Material to process:
******

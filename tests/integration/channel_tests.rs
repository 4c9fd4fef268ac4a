//! File channel rendezvous, ordering, durability and close semantics.

use std::time::Duration;

use doc_supervisor::channel::{channel_dir, ChannelFactory, FileChannelFactory, Message, Role};
use doc_supervisor::models::ResultStatus;

use super::test_helpers::{abandoned_channel, document, plugin_result, receive};

const DOC: &str = "doc-channel";

#[tokio::test]
async fn second_open_reports_existing_channel() {
    let root = tempfile::tempdir().unwrap();
    let factory = FileChannelFactory::new(root.path());

    let first = factory.open(Role::Master, DOC).unwrap();
    assert!(!first.existed);

    let second = FileChannelFactory::new(root.path())
        .open(Role::Worker, DOC)
        .unwrap();
    assert!(second.existed);

    let dir = channel_dir(root.path(), DOC);
    assert_eq!(std::fs::read_to_string(dir.join("document_id")).unwrap(), DOC);
}

#[tokio::test]
async fn messages_flow_both_ways_in_order() {
    let root = tempfile::tempdir().unwrap();
    let factory = FileChannelFactory::new(root.path());
    let mut master = factory.open(Role::Master, DOC).unwrap().channel;
    let mut worker = factory.open(Role::Worker, DOC).unwrap().channel;

    master
        .send(&Message::Start {
            document: document(DOC, &["p1"]),
        })
        .unwrap();
    master.send(&Message::Cancel).unwrap();

    assert!(matches!(receive(worker.as_mut()).await, Message::Start { .. }));
    assert_eq!(receive(worker.as_mut()).await, Message::Cancel);

    for id in ["p1", "p2", "p3"] {
        worker
            .send(&Message::PluginResult {
                result: plugin_result(id, ResultStatus::Success),
            })
            .unwrap();
    }
    for id in ["p1", "p2", "p3"] {
        let Message::PluginResult { result } = receive(master.as_mut()).await else {
            panic!("expected plugin result");
        };
        assert_eq!(result.plugin_id, id);
    }
}

#[tokio::test]
async fn pending_receive_wakes_on_send() {
    let root = tempfile::tempdir().unwrap();
    let factory = FileChannelFactory::new(root.path());
    let mut master = factory.open(Role::Master, DOC).unwrap().channel;
    let mut worker = factory.open(Role::Worker, DOC).unwrap().channel;

    let waiter = tokio::spawn(async move { receive(worker.as_mut()).await });
    tokio::time::sleep(Duration::from_millis(50)).await;
    master.send(&Message::Cancel).unwrap();

    assert_eq!(waiter.await.unwrap(), Message::Cancel);
}

#[tokio::test]
async fn messages_survive_reopen() {
    let root = tempfile::tempdir().unwrap();
    let factory = FileChannelFactory::new(root.path());
    abandoned_channel(root.path(), DOC);

    let mut worker = factory.open(Role::Worker, DOC).unwrap().channel;
    worker
        .send(&Message::Complete {
            status: ResultStatus::Success,
        })
        .unwrap();
    drop(worker);

    // A restarted supervisor finds what the worker wrote while it was away.
    let opened = factory.open(Role::Master, DOC).unwrap();
    assert!(opened.existed);
    let mut master = opened.channel;
    assert_eq!(
        receive(master.as_mut()).await,
        Message::Complete {
            status: ResultStatus::Success
        }
    );
}

#[tokio::test]
async fn sequence_continues_after_sender_restart() {
    let root = tempfile::tempdir().unwrap();
    let factory = FileChannelFactory::new(root.path());
    abandoned_channel(root.path(), DOC);

    let mut first = factory.open(Role::Worker, DOC).unwrap().channel;
    first
        .send(&Message::PluginResult {
            result: plugin_result("p1", ResultStatus::Success),
        })
        .unwrap();
    drop(first);

    let mut second = factory.open(Role::Worker, DOC).unwrap().channel;
    second
        .send(&Message::PluginResult {
            result: plugin_result("p2", ResultStatus::Success),
        })
        .unwrap();

    let mut master = factory.open(Role::Master, DOC).unwrap().channel;
    for id in ["p1", "p2"] {
        let Message::PluginResult { result } = receive(master.as_mut()).await else {
            panic!("expected plugin result");
        };
        assert_eq!(result.plugin_id, id);
    }
}

#[tokio::test]
async fn master_close_destroys_channel_and_fails_worker_receive() {
    let root = tempfile::tempdir().unwrap();
    let factory = FileChannelFactory::new(root.path());
    let mut master = factory.open(Role::Master, DOC).unwrap().channel;
    let mut worker = factory.open(Role::Worker, DOC).unwrap().channel;

    master.close().unwrap();
    master.close().unwrap();
    assert!(!channel_dir(root.path(), DOC).exists());

    let err = tokio::time::timeout(Duration::from_secs(5), worker.receive())
        .await
        .unwrap()
        .unwrap_err();
    assert!(err.to_string().starts_with("ipc:"));

    // Worker close after the master is gone is not an error.
    worker.close().unwrap();
    assert!(!channel_dir(root.path(), DOC).exists());

    let reopened = factory.open(Role::Master, DOC).unwrap();
    assert!(!reopened.existed, "destroyed channel reopens fresh");
}

#[tokio::test]
async fn worker_close_is_seen_after_draining() {
    let root = tempfile::tempdir().unwrap();
    let factory = FileChannelFactory::new(root.path());
    let mut master = factory.open(Role::Master, DOC).unwrap().channel;
    let mut worker = factory.open(Role::Worker, DOC).unwrap().channel;

    worker
        .send(&Message::Complete {
            status: ResultStatus::Failed,
        })
        .unwrap();
    worker.close().unwrap();
    worker.close().unwrap();

    assert!(matches!(
        receive(master.as_mut()).await,
        Message::Complete { .. }
    ));
    let err = tokio::time::timeout(Duration::from_secs(5), master.receive())
        .await
        .unwrap()
        .unwrap_err();
    assert!(err.to_string().contains("peer closed"));
}

#[tokio::test]
async fn role_may_not_send_peer_messages() {
    let root = tempfile::tempdir().unwrap();
    let factory = FileChannelFactory::new(root.path());
    let mut master = factory.open(Role::Master, DOC).unwrap().channel;

    let err = master
        .send(&Message::Complete {
            status: ResultStatus::Success,
        })
        .unwrap_err();
    assert!(err.to_string().starts_with("protocol:"));
}

#[tokio::test]
async fn closed_channel_rejects_send() {
    let root = tempfile::tempdir().unwrap();
    let factory = FileChannelFactory::new(root.path());
    abandoned_channel(root.path(), DOC);
    let mut worker = factory.open(Role::Worker, DOC).unwrap().channel;
    worker.close().unwrap();

    let err = worker
        .send(&Message::Complete {
            status: ResultStatus::Success,
        })
        .unwrap_err();
    assert!(err.to_string().starts_with("ipc:"));
}

#[tokio::test]
async fn undecodable_message_is_reported() {
    let root = tempfile::tempdir().unwrap();
    let factory = FileChannelFactory::new(root.path());
    let mut master = factory.open(Role::Master, DOC).unwrap().channel;

    let inbox = channel_dir(root.path(), DOC).join("to_master");
    std::fs::write(
        inbox.join("00000000000000000001.msg"),
        br#"{"version":2,"id":"00000000-0000-0000-0000-000000000000","payload":{"type":"cancel"}}"#,
    )
    .unwrap();

    let err = tokio::time::timeout(Duration::from_secs(5), master.receive())
        .await
        .unwrap()
        .unwrap_err();
    assert!(err.to_string().starts_with("codec:"));
}

#[test]
fn empty_document_id_is_rejected() {
    let root = tempfile::tempdir().unwrap();
    let err = FileChannelFactory::new(root.path())
        .open(Role::Master, "  ")
        .unwrap_err();
    assert!(err.to_string().starts_with("ipc:"));
}

#[test]
fn worker_cannot_create_a_channel() {
    let root = tempfile::tempdir().unwrap();
    let factory = FileChannelFactory::new(root.path());

    let err = factory.open(Role::Worker, DOC).unwrap_err();
    assert!(err.to_string().contains("no channel prepared"));
    assert!(!channel_dir(root.path(), DOC).exists());

    let master = factory.open(Role::Master, DOC).unwrap();
    assert!(!master.existed, "a failed worker open leaves nothing behind");
}

#[test]
fn channel_dir_is_hex_sha256_of_document_id() {
    let dir = channel_dir(std::path::Path::new("/srv/channels"), "abc");
    assert_eq!(
        dir,
        std::path::Path::new(
            "/srv/channels/ba7816bf8f01cfea414140de5dae2223b00361a396177a9cb410ff61f20015ad"
        )
    );
}
//! Guards against two orchestrations of the same document at once.

use std::collections::HashSet;
use std::sync::{Arc, Mutex, PoisonError};

use crate::{AppError, Result};

/// Set of document IDs currently being coordinated by this supervisor.
#[derive(Debug, Clone, Default)]
pub struct RunRegistry {
    active: Arc<Mutex<HashSet<String>>>,
}

impl RunRegistry {
    /// Create an empty registry.
    #[must_use]
    pub fn new() -> Self {
        Self::default()
    }

    /// Claim `document_id` for the lifetime of the returned guard.
    ///
    /// # Errors
    ///
    /// Returns `AppError::Busy` if the document is already claimed.
    pub fn claim(&self, document_id: &str) -> Result<RunGuard> {
        let mut active = self.active.lock().unwrap_or_else(PoisonError::into_inner);
        if !active.insert(document_id.to_owned()) {
            return Err(AppError::Busy(format!(
                "document {document_id} is already running"
            )));
        }
        Ok(RunGuard {
            registry: self.clone(),
            document_id: document_id.to_owned(),
        })
    }

    /// Whether `document_id` is currently claimed.
    #[must_use]
    pub fn is_active(&self, document_id: &str) -> bool {
        self.active
            .lock()
            .unwrap_or_else(PoisonError::into_inner)
            .contains(document_id)
    }
}

/// Releases its document ID when dropped.
#[derive(Debug)]
pub struct RunGuard {
    registry: RunRegistry,
    document_id: String,
}

impl Drop for RunGuard {
    fn drop(&mut self) {
        self.registry
            .active
            .lock()
            .unwrap_or_else(PoisonError::into_inner)
            .remove(&self.document_id);
    }
}
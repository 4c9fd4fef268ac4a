//! Directory-backed channel.
//!
//! ## Layout
//!
//! ```text
//! <root>/<hex(sha256(document_id))>/
//!     document_id        plain-text id, for operators
//!     to_worker/         master → worker messages
//!     to_master/         worker → master messages
//!     worker.closed      present once the worker closed its end
//! ```
//!
//! Each message is one file `<seq:020>.msg`, written to a temp file in the
//! same directory and renamed into place so readers never observe partial
//! writes. A sender numbers its messages from
//! `max(highest seq already in its outbox + 1, now in µs since epoch)`, so
//! order is preserved across sender restarts.
//!
//! The receiver takes the lowest-numbered file, reads it and deletes it in
//! one synchronous step. Only the master creates the directory. Closing the
//! master end destroys it; a later open therefore starts a fresh channel.

use std::fs;
use std::io::{self, Write as _};
use std::path::{Path, PathBuf};
use std::sync::Arc;
use std::time::{Duration, SystemTime, UNIX_EPOCH};

use notify::{Event, EventKind, RecommendedWatcher, RecursiveMode, Watcher};
use sha2::{Digest, Sha256};
use tempfile::NamedTempFile;
use tokio::sync::Notify;
use tracing::{debug, warn};

use crate::channel::message::{self, Message};
use crate::channel::{Channel, ChannelFactory, Opened, Role};
use crate::{AppError, BoxFuture, Result};

const TO_WORKER: &str = "to_worker";
const TO_MASTER: &str = "to_master";
const WORKER_CLOSED: &str = "worker.closed";
const DOCUMENT_ID_FILE: &str = "document_id";
const MESSAGE_EXT: &str = "msg";

/// Upper bound on how long a receive sleeps between directory scans when
/// no file event arrives.
const POLL_INTERVAL: Duration = Duration::from_millis(100);

/// Destroying the directory can race with the worker writing into it.
const DESTROY_ATTEMPTS: u32 = 3;

/// Channel directory for `document_id` under `root`.
///
/// Both processes must call this with the same root; it is the whole
/// rendezvous contract.
#[must_use]
pub fn channel_dir(root: &Path, document_id: &str) -> PathBuf {
    let name: String = Sha256::digest(document_id.as_bytes())
        .iter()
        .map(|byte| format!("{byte:02x}"))
        .collect();
    root.join(name)
}

/// Opens [`FileChannel`]s under a fixed root directory.
#[derive(Debug, Clone)]
pub struct FileChannelFactory {
    root: PathBuf,
}

impl FileChannelFactory {
    /// Factory rooted at `root`; the directory is created on first open.
    #[must_use]
    pub fn new(root: impl Into<PathBuf>) -> Self {
        Self { root: root.into() }
    }

    /// Root directory of all channels.
    #[must_use]
    pub fn root(&self) -> &Path {
        &self.root
    }
}

impl ChannelFactory for FileChannelFactory {
    fn open(&self, role: Role, document_id: &str) -> Result<Opened> {
        if document_id.trim().is_empty() {
            return Err(AppError::Ipc("document id must not be empty".into()));
        }

        let dir = channel_dir(&self.root, document_id);
        let existed = dir.is_dir();
        if role == Role::Worker && !existed {
            return Err(AppError::Ipc(format!(
                "no channel prepared for document {document_id}"
            )));
        }

        for sub in [TO_WORKER, TO_MASTER] {
            fs::create_dir_all(dir.join(sub)).map_err(|err| {
                AppError::Ipc(format!("cannot create channel {}: {err}", dir.display()))
            })?;
        }
        if !existed {
            fs::write(dir.join(DOCUMENT_ID_FILE), document_id).map_err(|err| {
                AppError::Ipc(format!("cannot label channel {}: {err}", dir.display()))
            })?;
        }

        let channel = FileChannel::new(role, dir)?;
        debug!(document_id, %role, existed, "channel opened");

        Ok(Opened {
            channel: Box::new(channel),
            existed,
        })
    }
}

/// One end of a directory-backed channel.
pub struct FileChannel {
    role: Role,
    dir: PathBuf,
    inbox: PathBuf,
    outbox: PathBuf,
    next_seq: u64,
    closed: bool,
    wake: Arc<Notify>,
    watcher: Option<RecommendedWatcher>,
}

impl std::fmt::Debug for FileChannel {
    fn fmt(&self, f: &mut std::fmt::Formatter<'_>) -> std::fmt::Result {
        f.debug_struct("FileChannel")
            .field("role", &self.role)
            .field("dir", &self.dir)
            .field("next_seq", &self.next_seq)
            .field("closed", &self.closed)
            .finish_non_exhaustive()
    }
}

impl FileChannel {
    fn new(role: Role, dir: PathBuf) -> Result<Self> {
        let (inbox, outbox) = match role {
            Role::Master => (dir.join(TO_MASTER), dir.join(TO_WORKER)),
            Role::Worker => (dir.join(TO_WORKER), dir.join(TO_MASTER)),
        };

        let highest = list_messages(&outbox)
            .map_err(|err| AppError::Ipc(format!("cannot scan outbox: {err}")))?
            .last()
            .copied();
        let next_seq = highest.map_or_else(now_micros, |seq| seq.saturating_add(1).max(now_micros()));

        let wake = Arc::new(Notify::new());
        let watcher = watch_inbox(&inbox, Arc::clone(&wake));

        Ok(Self {
            role,
            dir,
            inbox,
            outbox,
            next_seq,
            closed: false,
            wake,
            watcher,
        })
    }

    /// Directory backing this channel.
    #[must_use]
    pub fn dir(&self) -> &Path {
        &self.dir
    }

    fn ensure_open(&self) -> Result<()> {
        if self.closed {
            Err(AppError::Ipc("channel is closed".into()))
        } else {
            Ok(())
        }
    }

    fn peer_closed(&self) -> bool {
        match self.role {
            Role::Master => self.dir.join(WORKER_CLOSED).exists(),
            // The master destroys the directory when it closes.
            Role::Worker => !self.dir.is_dir(),
        }
    }

    fn write_message(&mut self, message: &Message) -> Result<()> {
        self.ensure_open()?;
        if message.sender() != self.role {
            return Err(AppError::Protocol(format!(
                "{} may not send {}",
                self.role,
                message.kind()
            )));
        }

        let bytes = message::encode(message)?;
        let seq = self.next_seq;
        let target = self.outbox.join(message_file_name(seq));

        let mut tmp = NamedTempFile::new_in(&self.outbox).map_err(|err| send_error(&err))?;
        tmp.write_all(&bytes).map_err(|err| send_error(&err))?;
        tmp.as_file().sync_all().map_err(|err| send_error(&err))?;
        tmp.persist(&target)
            .map_err(|err| send_error(&err.error))?;

        self.next_seq = seq.saturating_add(1);
        debug!(role = %self.role, kind = message.kind(), seq, "message sent");
        Ok(())
    }

    /// Read and remove the oldest inbound message. No suspension point
    /// between read and delete, which keeps `receive` cancel safe.
    fn take_next(&mut self) -> Result<Option<Message>> {
        let seqs = match list_messages(&self.inbox) {
            Ok(seqs) => seqs,
            Err(err) if err.kind() == io::ErrorKind::NotFound => return Ok(None),
            Err(err) => return Err(AppError::Ipc(format!("cannot scan inbox: {err}"))),
        };
        let Some(&seq) = seqs.first() else {
            return Ok(None);
        };

        let path = self.inbox.join(message_file_name(seq));
        let bytes = fs::read(&path)
            .map_err(|err| AppError::Ipc(format!("cannot read message {seq}: {err}")))?;
        fs::remove_file(&path)
            .map_err(|err| AppError::Ipc(format!("cannot consume message {seq}: {err}")))?;

        let envelope = message::decode(&bytes)?;
        if envelope.payload.sender() == self.role {
            return Err(AppError::Protocol(format!(
                "{} received its own {} message",
                self.role,
                envelope.payload.kind()
            )));
        }

        debug!(
            role = %self.role,
            kind = envelope.payload.kind(),
            seq,
            message_id = %envelope.id,
            "message received"
        );
        Ok(Some(envelope.payload))
    }

    async fn next_message(&mut self) -> Result<Message> {
        loop {
            self.ensure_open()?;
            if let Some(message) = self.take_next()? {
                return Ok(message);
            }

            if self.peer_closed() {
                // The peer may have written its last message just before closing.
                if let Some(message) = self.take_next()? {
                    return Ok(message);
                }
                return Err(AppError::Ipc("peer closed the channel".into()));
            }

            tokio::select! {
                () = self.wake.notified() => {}
                () = tokio::time::sleep(POLL_INTERVAL) => {}
            }
        }
    }
}

impl Channel for FileChannel {
    fn send(&mut self, message: &Message) -> Result<()> {
        self.write_message(message)
    }

    fn receive(&mut self) -> BoxFuture<'_, Result<Message>> {
        Box::pin(self.next_message())
    }

    fn close(&mut self) -> Result<()> {
        if self.closed {
            return Ok(());
        }
        self.closed = true;
        self.watcher = None;

        match self.role {
            Role::Master => destroy(&self.dir),
            Role::Worker => match fs::write(self.dir.join(WORKER_CLOSED), b"") {
                Ok(()) => Ok(()),
                // Master already destroyed the channel.
                Err(err) if err.kind() == io::ErrorKind::NotFound => Ok(()),
                Err(err) => Err(AppError::Ipc(format!("cannot mark channel closed: {err}"))),
            },
        }
    }
}

fn send_error(err: &io::Error) -> AppError {
    AppError::Ipc(format!("send failed: {err}"))
}

fn message_file_name(seq: u64) -> String {
    format!("{seq:020}.{MESSAGE_EXT}")
}

fn now_micros() -> u64 {
    SystemTime::now()
        .duration_since(UNIX_EPOCH)
        .map_or(0, |elapsed| u64::try_from(elapsed.as_micros()).unwrap_or(u64::MAX))
}

/// Sequence numbers of complete messages in `dir`, ascending.
fn list_messages(dir: &Path) -> io::Result<Vec<u64>> {
    let mut seqs = Vec::new();
    for entry in fs::read_dir(dir)? {
        let path = entry?.path();
        if path.extension().is_some_and(|ext| ext == MESSAGE_EXT) {
            if let Some(seq) = path
                .file_stem()
                .and_then(|stem| stem.to_str())
                .and_then(|stem| stem.parse::<u64>().ok())
            {
                seqs.push(seq);
            }
        }
    }
    seqs.sort_unstable();
    Ok(seqs)
}

fn destroy(dir: &Path) -> Result<()> {
    let mut attempt = 0;
    loop {
        attempt += 1;
        match fs::remove_dir_all(dir) {
            Ok(()) => return Ok(()),
            Err(err) if err.kind() == io::ErrorKind::NotFound => return Ok(()),
            Err(err) if attempt < DESTROY_ATTEMPTS => {
                debug!(%err, attempt, "retrying channel destroy");
            }
            Err(err) => {
                return Err(AppError::Ipc(format!(
                    "cannot destroy channel {}: {err}",
                    dir.display()
                )))
            }
        }
    }
}

/// Wake pending receives on inbox file events. Polling covers the case
/// where no watcher can be installed.
fn watch_inbox(inbox: &Path, wake: Arc<Notify>) -> Option<RecommendedWatcher> {
    let watcher = notify::recommended_watcher(
        move |result: std::result::Result<Event, notify::Error>| {
            if let Ok(event) = result {
                if matches!(
                    event.kind,
                    EventKind::Create(_) | EventKind::Modify(_) | EventKind::Remove(_)
                ) {
                    wake.notify_one();
                }
            }
        },
    );

    let mut watcher = match watcher {
        Ok(watcher) => watcher,
        Err(err) => {
            warn!(%err, "file watcher unavailable, polling channel");
            return None;
        }
    };

    if let Err(err) = watcher.watch(inbox, RecursiveMode::NonRecursive) {
        warn!(%err, inbox = %inbox.display(), "cannot watch inbox, polling channel");
        return None;
    }
    Some(watcher)
}
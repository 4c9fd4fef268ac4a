//! Document state and worker process identity.

use serde::{Deserialize, Serialize};

use crate::models::result::PluginResult;

/// Lifecycle status shared by documents and individual plugin results.
#[derive(Debug, Clone, Copy, Default, Serialize, Deserialize, PartialEq, Eq)]
#[serde(rename_all = "snake_case")]
pub enum ResultStatus {
    /// Accepted but not yet started.
    #[default]
    Pending,
    /// Currently executing.
    InProgress,
    /// Finished successfully.
    Success,
    /// Finished with an error, or abandoned.
    Failed,
    /// Stopped on operator request.
    Cancelled,
    /// Exceeded its own execution timeout.
    TimedOut,
}

impl ResultStatus {
    /// Whether no further transitions are expected.
    #[must_use]
    pub fn is_terminal(self) -> bool {
        matches!(
            self,
            Self::Success | Self::Failed | Self::Cancelled | Self::TimedOut
        )
    }
}

/// Identity of the worker process associated with a document.
///
/// Liveness is always judged on the pair; a bare pid can be reused by an
/// unrelated process after the worker exits.
#[derive(Debug, Clone, Copy, Default, Serialize, Deserialize, PartialEq, Eq)]
#[serde(rename_all = "snake_case")]
pub struct ProcInfo {
    /// OS process id; `0` means no worker was ever started.
    pub pid: u32,
    /// Process start time in clock ticks since boot, as reported by the OS.
    pub start_time: u64,
}

impl ProcInfo {
    /// Whether a worker has ever been recorded for the document.
    #[must_use]
    pub fn is_recorded(&self) -> bool {
        self.pid != 0
    }
}

/// One plugin invocation within a document.
#[derive(Debug, Clone, Serialize, Deserialize, PartialEq)]
#[serde(rename_all = "snake_case")]
pub struct PluginState {
    /// Identifier unique within the document.
    pub id: String,
    /// Plugin kind, e.g. `shell`.
    pub name: String,
    /// Plugin-specific input, opaque to the supervisor.
    #[serde(default)]
    pub parameters: serde_json::Value,
    /// Outcome once the plugin has run.
    #[serde(default)]
    pub result: Option<PluginResult>,
}

/// A unit of work and everything the supervisor knows about its execution.
#[derive(Debug, Clone, Serialize, Deserialize, PartialEq)]
#[serde(rename_all = "snake_case")]
pub struct DocumentState {
    /// Document identifier; also the channel rendezvous key.
    pub document_id: String,
    /// Overall document status.
    #[serde(default)]
    pub status: ResultStatus,
    /// Worker process recorded for this document.
    #[serde(default)]
    pub proc_info: ProcInfo,
    /// Ordered plugin invocations.
    #[serde(default)]
    pub plugins: Vec<PluginState>,
}

impl DocumentState {
    /// Construct a pending document with no recorded worker.
    #[must_use]
    pub fn new(document_id: impl Into<String>, plugins: Vec<PluginState>) -> Self {
        Self {
            document_id: document_id.into(),
            status: ResultStatus::Pending,
            proc_info: ProcInfo::default(),
            plugins,
        }
    }

    /// Look up a plugin by id.
    pub fn plugin_mut(&mut self, plugin_id: &str) -> Option<&mut PluginState> {
        self.plugins.iter_mut().find(|plugin| plugin.id == plugin_id)
    }

    /// Results recorded so far, in document order.
    #[must_use]
    pub fn plugin_results(&self) -> Vec<PluginResult> {
        self.plugins
            .iter()
            .filter_map(|plugin| plugin.result.clone())
            .collect()
    }

    /// Mark the document failed if it never reached a terminal status.
    ///
    /// Returns `true` when the status changed.
    pub fn fail_if_in_progress(&mut self) -> bool {
        if self.status.is_terminal() {
            return false;
        }
        self.status = ResultStatus::Failed;
        true
    }

    /// Plugins that have not produced a result yet, in order.
    pub fn pending_plugins(&self) -> impl Iterator<Item = &PluginState> {
        self.plugins.iter().filter(|plugin| plugin.result.is_none())
    }

    /// Document status implied by the plugin results: `Success` when every
    /// plugin succeeded, otherwise the first non-successful plugin status.
    #[must_use]
    pub fn aggregate_status(&self) -> ResultStatus {
        self.plugins
            .iter()
            .map(|plugin| {
                plugin
                    .result
                    .as_ref()
                    .map(|result| result.status)
                    .filter(|status| status.is_terminal())
                    .unwrap_or(ResultStatus::Failed)
            })
            .find(|status| *status != ResultStatus::Success)
            .unwrap_or(ResultStatus::Success)
    }
}
//! Domain model module declarations.

pub mod document;
pub mod result;

pub use document::{DocumentState, PluginState, ProcInfo, ResultStatus};
pub use result::{DocumentResult, PluginResult};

******

What is being asked: Tally up the lines of the data above where the string "first" appears, and give only the count.

Task response: 8